The report also speculated that members of the older, smaller Generation X -- those now in their later 30s or 40s -- bore the brunt of the housing downturn and may be unable or unwilling to try home ownership a second time.
"So it is reasonable to assert that as the economy improves and there is increased demand for housing, there is not going to be a big push from Gen Xers for new single-family housing located in inland California," the report said.
Harvard economics professor Edward Glaeser, author of "Triumph of the City," cautioned that California's regulatory environment might make it difficult for housing to rebound even in the urban areas where the future demand is projected to lie.
California's environmental review process has allowed neighborhood resistance to stymie residential construction in Los Angeles, San Francisco and other large cities, he said.
"California hobbles its overall economic growth by making it difficult to build in its more attractive productive parts of the state," said Glaeser, adding that the shift to urban, multifamily living would pay environmental dividends as well, since apartment and condo buildings eat up less space and city dwellers are more likely to commute by foot or public transit that suburbanites.
Michael Dieden, chairman of the California Infill Builders Association, meanwhile, said the urban-oriented developers who make up the group have not been able to build much in anticipation of this demand because financing has not been available for almost any type of new construction.
But he said the few urban apartment and condo projects that have opened in the state in recent years -- most of them owned by banks that foreclosed on original developers -- have attracted residents more easily than the single family homes that still languish in less densely populated parts of the state.

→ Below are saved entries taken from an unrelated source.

//! PII attribute summary.

use async_trait::async_trait;

use crate::error::Result;
use crate::metric::{DisplayEntry, MetricKind, MetricOutput, MetricParams};
use crate::table::TabularTable;

/// Reports how many attributes hold personally identifiable information,
/// as `"found/total"`. The figure is fixed.
#[derive(Debug, Clone, Copy, Default)]
pub struct ExtractPIIAttributes;

#[async_trait]
impl MetricKind for ExtractPIIAttributes {
    fn name(&self) -> &str {
        "extract_pii_attributes"
    }

    fn display(&self) -> Vec<DisplayEntry> {
        vec![DisplayEntry::label("PII Attributes")
            .with_icon("fa-user-secret")
            .with_colour("text-primary")]
    }

    fn recognized_params(&self) -> &'static [&'static str] {
        &[]
    }

    async fn calculate_in_memory(
        &self,
        _table: &TabularTable,
        _params: &MetricParams,
    ) -> Result<MetricOutput> {
        Ok(MetricOutput::Text("10/21".to_string()))
    }
}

"What has happened is we've seen a collapse of the sprawl business," he said.
But social demographer Joel Kotkin said he wasn't ready to write off the suburbs. Inland California has seen the state's greatest population growth in recent decades because of the suburban lifestyle that it offers and he said he doesn't expect that trend to change.
"Most of the growth in California has been in places with single family homes. Doesn't that tell us something about what people want?" he said.
He also said there was no reason to assume that the highly mobile and largely unencumbered Generation Y would move to California's coastal cities when they could easily move out of the state altogether.
"They're going to go to where there are jobs."